WORK INSTRUCTIONS: Please give back only the lines below from the one containing "pub fn new(exercises: Vec<Exercise>)" to the one containing "impl TryFrom<Vec<Exercise>> for", each repeated word for word, both ends included.

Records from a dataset
=-=-=-=-=
use std::collections::HashMap;

use serde::{Deserialize, Serialize};

use crate::{CatalogError, Exercise, ExerciseId};

/// An ordered, validated collection of exercises.
///
/// Construction rejects duplicate ids, empty skill tags and non-finite utility scores.
/// The catalog is immutable once built.
#[derive(Debug, Clone, Serialize, Deserialize)]
#[serde(try_from = "Vec<Exercise>", into = "Vec<Exercise>")]
pub struct ExerciseCatalog {
    exercises: Vec<Exercise>,
    index: HashMap<ExerciseId, usize>,
}

impl ExerciseCatalog {
    pub fn new(exercises: Vec<Exercise>) -> Result<Self, CatalogError> {
        let mut index = HashMap::with_capacity(exercises.len());
        for (i, exercise) in exercises.iter().enumerate() {
            if exercise.skill.as_str().trim().is_empty() {
                return Err(CatalogError::EmptySkillTag { id: exercise.id });
            }
            if !exercise.utility.is_finite() {
                return Err(CatalogError::InvalidUtility { id: exercise.id });
            }
            if index.insert(exercise.id, i).is_some() {
                return Err(CatalogError::DuplicateExerciseId { id: exercise.id });
            }
        }
        Ok(Self { exercises, index })
    }

    #[must_use]
    pub fn len(&self) -> usize {
        self.exercises.len()
    }

    #[must_use]
    pub fn is_empty(&self) -> bool {
        self.exercises.is_empty()
    }

    /// Returns all exercises in catalog order, including inactive ones.
    #[must_use]
    pub fn exercises(&self) -> &[Exercise] {
        &self.exercises
    }

    #[must_use]
    pub fn get(&self, id: ExerciseId) -> Option<&Exercise> {
        self.index.get(&id).map(|&i| &self.exercises[i])
    }

    /// Returns `true` if `id` is in the catalog and currently active.
    #[must_use]
    pub fn is_active(&self, id: ExerciseId) -> bool {
        self.get(id).is_some_and(|e| e.active)
    }

    /// Iterates over active exercises in catalog order.
    pub fn active(&self) -> impl Iterator<Item = &Exercise> + '_ {
        self.exercises.iter().filter(|e| e.active)
    }

    #[must_use]
    pub fn active_count(&self) -> usize {
        self.active().count()
    }

    /// Returns the `(min, max)` utility over active exercises.
    #[must_use]
    pub fn utility_range(&self) -> Option<(f32, f32)> {
        self.active().map(|e| e.utility).fold(None, |acc, u| match acc {
            None => Some((u, u)),
            Some((lo, hi)) => Some((lo.min(u), hi.max(u))),
        })
    }
}

impl TryFrom<Vec<Exercise>> for ExerciseCatalog {
    type Error = CatalogError;

    fn try_from(exercises: Vec<Exercise>) -> Result<Self, Self::Error> {
        Self::new(exercises)
    }
}

impl From<ExerciseCatalog> for Vec<Exercise> {
    fn from(catalog: ExerciseCatalog) -> Self {
        catalog.exercises
    }
}

#[cfg(test)]
mod tests {
    use super::*;
    use crate::Difficulty;

    fn sample() -> Vec<Exercise> {
        vec![
            Exercise::new(1, "algebra", Difficulty::Easy).with_utility(0.2),
            Exercise::new(2, "geometry", Difficulty::Hard).with_utility(0.9),
            Exercise::new(3, "algebra", Difficulty::Medium).inactive(),
        ]
    }

    #[test]
    fn test_lookup_and_active_filter() {
        let catalog = ExerciseCatalog::new(sample()).unwrap();
        assert_eq!(catalog.len(), 3);
        assert_eq!(catalog.active_count(), 2);
        assert!(catalog.is_active(ExerciseId(1)));
        assert!(!catalog.is_active(ExerciseId(3)));
        assert!(!catalog.is_active(ExerciseId(99)));
        assert_eq!(
            catalog.get(ExerciseId(2)).map(|e| e.difficulty),
            Some(Difficulty::Hard)
        );
    }

    #[test]
    fn test_utility_range_ignores_inactive() {
        let mut exercises = sample();
        exercises[2].utility = 5.0;
        let catalog = ExerciseCatalog::new(exercises).unwrap();
        assert_eq!(catalog.utility_range(), Some((0.2, 0.9)));
    }

    #[test]
    fn test_rejects_duplicate_ids() {
        let mut exercises = sample();
        exercises.push(Exercise::new(2, "reading", Difficulty::Easy));
        let err = ExerciseCatalog::new(exercises).unwrap_err();
        assert_eq!(err, CatalogError::DuplicateExerciseId { id: ExerciseId(2) });
    }

    #[test]
    fn test_rejects_empty_skill_and_bad_utility() {
        let err = ExerciseCatalog::new(vec![Exercise::new(1, " ", Difficulty::Easy)]).unwrap_err();
        assert_eq!(err, CatalogError::EmptySkillTag { id: ExerciseId(1) });

        let err = ExerciseCatalog::new(vec![
            Exercise::new(1, "algebra", Difficulty::Easy).with_utility(f32::NAN),
        ])
        .unwrap_err();
        assert_eq!(err, CatalogError::InvalidUtility { id: ExerciseId(1) });
    }

    #[test]
    fn test_deserialize_validates() {
        let json = r#"[{"id": 1, "skill": "a"}, {"id": 1, "skill": "b"}]"#;
        assert!(serde_json::from_str::<ExerciseCatalog>(json).is_err());

        let json = r#"[{"id": 1, "skill": "a"}, {"id": 2, "skill": "b", "active": false}]"#;
        let catalog: ExerciseCatalog = serde_json::from_str(json).unwrap();
        assert_eq!(catalog.active_count(), 1);
    }
}
use tracing_subscriber::EnvFilter;

mod command;
mod schema;
mod util;

fn main() -> anyhow::Result<()> {
    // stdout carries the JSON response, so logs go to stderr.
    tracing_subscriber::fmt()
        .with_env_filter(
            EnvFilter::try_from_default_env().unwrap_or_else(|_| EnvFilter::new("info")),
        )
        .with_writer(std::io::stderr)
        .init();

    command::run()
}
=-=-=-=-=
EXPECTED ANSWER:
    pub fn new(exercises: Vec<Exercise>) -> Result<Self, CatalogError> {
        let mut index = HashMap::with_capacity(exercises.len());
        for (i, exercise) in exercises.iter().enumerate() {
            if exercise.skill.as_str().trim().is_empty() {
                return Err(CatalogError::EmptySkillTag { id: exercise.id });
            }
            if !exercise.utility.is_finite() {
                return Err(CatalogError::InvalidUtility { id: exercise.id });
            }
            if index.insert(exercise.id, i).is_some() {
                return Err(CatalogError::DuplicateExerciseId { id: exercise.id });
            }
        }
        Ok(Self { exercises, index })
    }

    #[must_use]
    pub fn len(&self) -> usize {
        self.exercises.len()
    }

    #[must_use]
    pub fn is_empty(&self) -> bool {
        self.exercises.is_empty()
    }

    /// Returns all exercises in catalog order, including inactive ones.
    #[must_use]
    pub fn exercises(&self) -> &[Exercise] {
        &self.exercises
    }

    #[must_use]
    pub fn get(&self, id: ExerciseId) -> Option<&Exercise> {
        self.index.get(&id).map(|&i| &self.exercises[i])
    }

    /// Returns `true` if `id` is in the catalog and currently active.
    #[must_use]
    pub fn is_active(&self, id: ExerciseId) -> bool {
        self.get(id).is_some_and(|e| e.active)
    }

    /// Iterates over active exercises in catalog order.
    pub fn active(&self) -> impl Iterator<Item = &Exercise> + '_ {
        self.exercises.iter().filter(|e| e.active)
    }

    #[must_use]
    pub fn active_count(&self) -> usize {
        self.active().count()
    }

    /// Returns the `(min, max)` utility over active exercises.
    #[must_use]
    pub fn utility_range(&self) -> Option<(f32, f32)> {
        self.active().map(|e| e.utility).fold(None, |acc, u| match acc {
            None => Some((u, u)),
            Some((lo, hi)) => Some((lo.min(u), hi.max(u))),
        })
    }
}

impl TryFrom<Vec<Exercise>> for ExerciseCatalog {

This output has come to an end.